The Power and Peril of Being Deemed “Essential”

In the wake of COVID-19, the disease caused by the novel coronavirus SARS-CoV-2 (i.e., severe acute respiratory syndrome coronavirus 2), we’ve learned new meanings associated with being deemed “essential.”

From the very start of the global pandemic, “essential workers” necessarily included first responders such as healthcare workers needed to diagnosis and treat COVID-19 patients. Additionally, however, other workers were deemed “essential” and expected to continue to work, despite the fact that doing so exposed them to risks. These personnel included those working at grocery stores, farm workers, delivery workers, transit personnel, as well as custodial workers in hospitals, shops, and other essential businesses.

Though deemed essential, these workers were often underpaid, even as they assumed heightened coronavirus exposure risks. Their temporal “essentiality” undoubtedly put them peril at of a greater risk of contracting COVID-19. Again, many of these workers are generally among the lowest paid; yet, “stay at home” orders made the work that they carry out critical in ways that we’d overlooked or actively failed to acknowledge (and reward) before the onset of pandemic. Indeed, despite years of lobbying and activism, minimum wage in the U.S. has been stagnant for decades.

At the same time that society-at-large was dealing with the pandemic, schools, colleges and universities were also pivoting to new means of engagement and education. Increasingly tuition-driven, colleges, and universities immediately began strategizing about how to keep classes going, and tuition money flowing.

Essential to the work of colleges and universities at this moment, personnel versed in “virtual” or on-line learning, and central to digital platforms, contributed to rapid pivots of instruction on-line. Many of the changes and innovations—and certainly not the speed at which they occurred—likely would not have been deemed possible prior to COVID-19—certainly not without protracted debate and planning. Yet, the recognition that failure to maintain access to classes would halt tuition income led to rapid action, and relaxed barriers about who could and should lead change in these spaces.

As access to class was deemed “essential” for the survival of institutions, rapid pivots and digital innovations ensued.

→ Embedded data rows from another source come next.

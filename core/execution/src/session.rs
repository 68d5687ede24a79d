// dryrun/core/execution/src/session.rs

// Registry of named session sandboxes
use crate::metrics::ACTIVE_SESSIONS;
use crate::types::ExecutionError;
use dashmap::DashMap;
use dryrun_storage::{RootStore, Snapshot};
use parking_lot::Mutex;
use std::sync::Arc;
use tracing::info;

/// Isolated working copy of the ledger
#[derive(Debug)]
pub struct Session {
    snapshot: Snapshot<'static>,
    timestamp: u64,
}

impl Session {
    pub fn new(root: Arc<dyn RootStore>) -> Self {
        Self {
            snapshot: Snapshot::new(root),
            timestamp: 0,
        }
    }

    pub fn snapshot(&self) -> &Snapshot<'static> {
        &self.snapshot
    }

    pub fn snapshot_mut(&mut self) -> &mut Snapshot<'static> {
        &mut self.snapshot
    }

    /// Pinned block timestamp; 0 runs against the live chain head
    pub fn timestamp(&self) -> u64 {
        self.timestamp
    }

    /// Pin a new timestamp; moving backwards is rejected
    pub fn set_timestamp(&mut self, timestamp: u64) -> Result<(), ExecutionError> {
        if timestamp < self.timestamp {
            return Err(ExecutionError::TimestampRegression {
                current: self.timestamp,
                requested: timestamp,
            });
        }
        self.timestamp = timestamp;
        Ok(())
    }
}

pub type SessionHandle = Arc<Mutex<Session>>;

/// Concurrent map of session id to session.
///
/// Handles are cloned out of the map before their mutex is taken, so no map
/// shard lock is ever held while a session is in use.
pub struct SessionRegistry {
    root: Arc<dyn RootStore>,
    sessions: DashMap<String, SessionHandle>,
}

impl SessionRegistry {
    pub fn new(root: Arc<dyn RootStore>) -> Self {
        Self {
            root,
            sessions: DashMap::new(),
        }
    }

    pub fn root(&self) -> &Arc<dyn RootStore> {
        &self.root
    }

    pub fn get(&self, id: &str) -> Option<SessionHandle> {
        self.sessions.get(id).map(|entry| entry.value().clone())
    }

    pub fn get_or_fail(&self, id: &str) -> Result<SessionHandle, ExecutionError> {
        self.get(id)
            .ok_or_else(|| ExecutionError::SessionNotFound(id.to_string()))
    }

    /// Existing session, or a fresh one layered on the canonical root
    pub fn get_or_create(&self, id: &str) -> SessionHandle {
        if let Some(handle) = self.get(id) {
            return handle;
        }
        self.sessions
            .entry(id.to_string())
            .or_insert_with(|| {
                info!("Creating session {}", id);
                ACTIVE_SESSIONS.inc();
                Arc::new(Mutex::new(Session::new(self.root.clone())))
            })
            .value()
            .clone()
    }

    /// Session ids in ascending order
    pub fn list(&self) -> Vec<String> {
        let mut ids: Vec<String> = self.sessions.iter().map(|e| e.key().clone()).collect();
        ids.sort();
        ids
    }

    pub fn remove(&self, id: &str) -> bool {
        let removed = self.sessions.remove(id).is_some();
        if removed {
            info!("Deleted session {}", id);
            ACTIVE_SESSIONS.dec();
        }
        removed
    }

    pub fn len(&self) -> usize {
        self.sessions.len()
    }

    pub fn is_empty(&self) -> bool {
        self.sessions.is_empty()
    }
}

#[cfg(test)]
mod tests {
    use super::*;
    use dryrun_storage::{MemoryStore, StorageKey};

    fn registry() -> SessionRegistry {
        SessionRegistry::new(Arc::new(MemoryStore::new()))
    }

    #[test]
    fn test_get_or_create_is_stable() {
        let registry = registry();
        let first = registry.get_or_create("a");
        let second = registry.get_or_create("a");
        assert!(Arc::ptr_eq(&first, &second));
        assert_eq!(registry.len(), 1);
        assert!(registry.get("b").is_none());
        assert!(matches!(registry.get_or_fail("b"), Err(ExecutionError::SessionNotFound(_))));
    }

    #[test]
    fn test_list_and_remove() {
        let registry = registry();
        registry.get_or_create("b");
        registry.get_or_create("a");
        assert_eq!(registry.list(), vec!["a".to_string(), "b".to_string()]);
        assert!(registry.remove("a"));
        assert!(!registry.remove("a"));
        assert_eq!(registry.list(), vec!["b".to_string()]);
    }

    #[test]
    fn test_sessions_do_not_share_state() {
        let registry = registry();
        let a = registry.get_or_create("a");
        let b = registry.get_or_create("b");
        let key = StorageKey::new(1, b"k".to_vec());
        a.lock().snapshot_mut().put(key.clone(), b"v".to_vec());
        assert!(b.lock().snapshot().get(&key).is_none());
        assert_eq!(a.lock().snapshot().get(&key), Some(b"v".to_vec()));
    }

    #[test]
    fn test_timestamp_is_monotonic() {
        let mut session = Session::new(Arc::new(MemoryStore::new()));
        assert_eq!(session.timestamp(), 0);
        session.set_timestamp(10).unwrap();
        session.set_timestamp(10).unwrap();
        assert!(matches!(
            session.set_timestamp(9),
            Err(ExecutionError::TimestampRegression { current: 10, requested: 9 })
        ));
        assert_eq!(session.timestamp(), 10);
    }

    #[test]
    fn test_concurrent_creation_yields_one_session() {
        let registry = Arc::new(registry());
        let handles: Vec<_> = (0..8)
            .map(|_| {
                let registry = registry.clone();
                std::thread::spawn(move || registry.get_or_create("shared"))
            })
            .collect();
        let sessions: Vec<_> = handles.into_iter().map(|h| h.join().unwrap()).collect();
        assert!(sessions.windows(2).all(|w| Arc::ptr_eq(&w[0], &w[1])));
        assert_eq!(registry.len(), 1);
    }
}
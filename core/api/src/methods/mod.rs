// dryrun/core/api/src/methods/mod.rs

pub mod session;

pub use session::SessionApi;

Thus, while peril and risk came to those deemed “essential workers” in society-at-large due to exposure risks and job insecurity, “essential service” in colleges and universities that was tied to financial survival could be seen as leading to promise in regards to opportunities for digital innovations and stimulating the pace of change.

In the midst of responses to coronavirus pandemic, racial unrest resurged in the U.S. [although for many Black Americans it was already a present & persistent daily reality] due to events including those with Black birder Christian Cooper and involving the murder of George Floyd at the hands of police.

Universities responded, as did a great number of business entities, with statements professing solidarity with Black Americans and public written and verbal declarations that “Black Lives Matter.” Yet, despite these statements, real actions and strategies to mitigate or eliminate anti-Black racism have been much slower to emerge and less definitive in nature, despite the long-known racial disparities in academia.

These changes promised in the wake of responding to anti-Black racism have limped along or failed to materialize altogether—as if they are not essential!

Because I’ve seen what can happen when an issue or challenge is seen as essential, indeed is seen as critical to the very survival of academic institutions due to the tragic reality of COVID-19, I wonder what would happen if ensuring justice and equity in terms of access and success were truly seen in a similar light.

What rapidity and lengths of change would we see, if the leaders of our institutions saw equity and justice for students, staff, faculty—indeed all in these spaces—as essential to their very existence and ongoing survival.

No matter how many statements are made to communicate that equity is essential in these spaces, true promise in transforming institutions into spaces that prioritize, actively pursue, and hold themselves accountable for pursuing and maintaining equity and justice will only come when we deem it ESSENTIAL!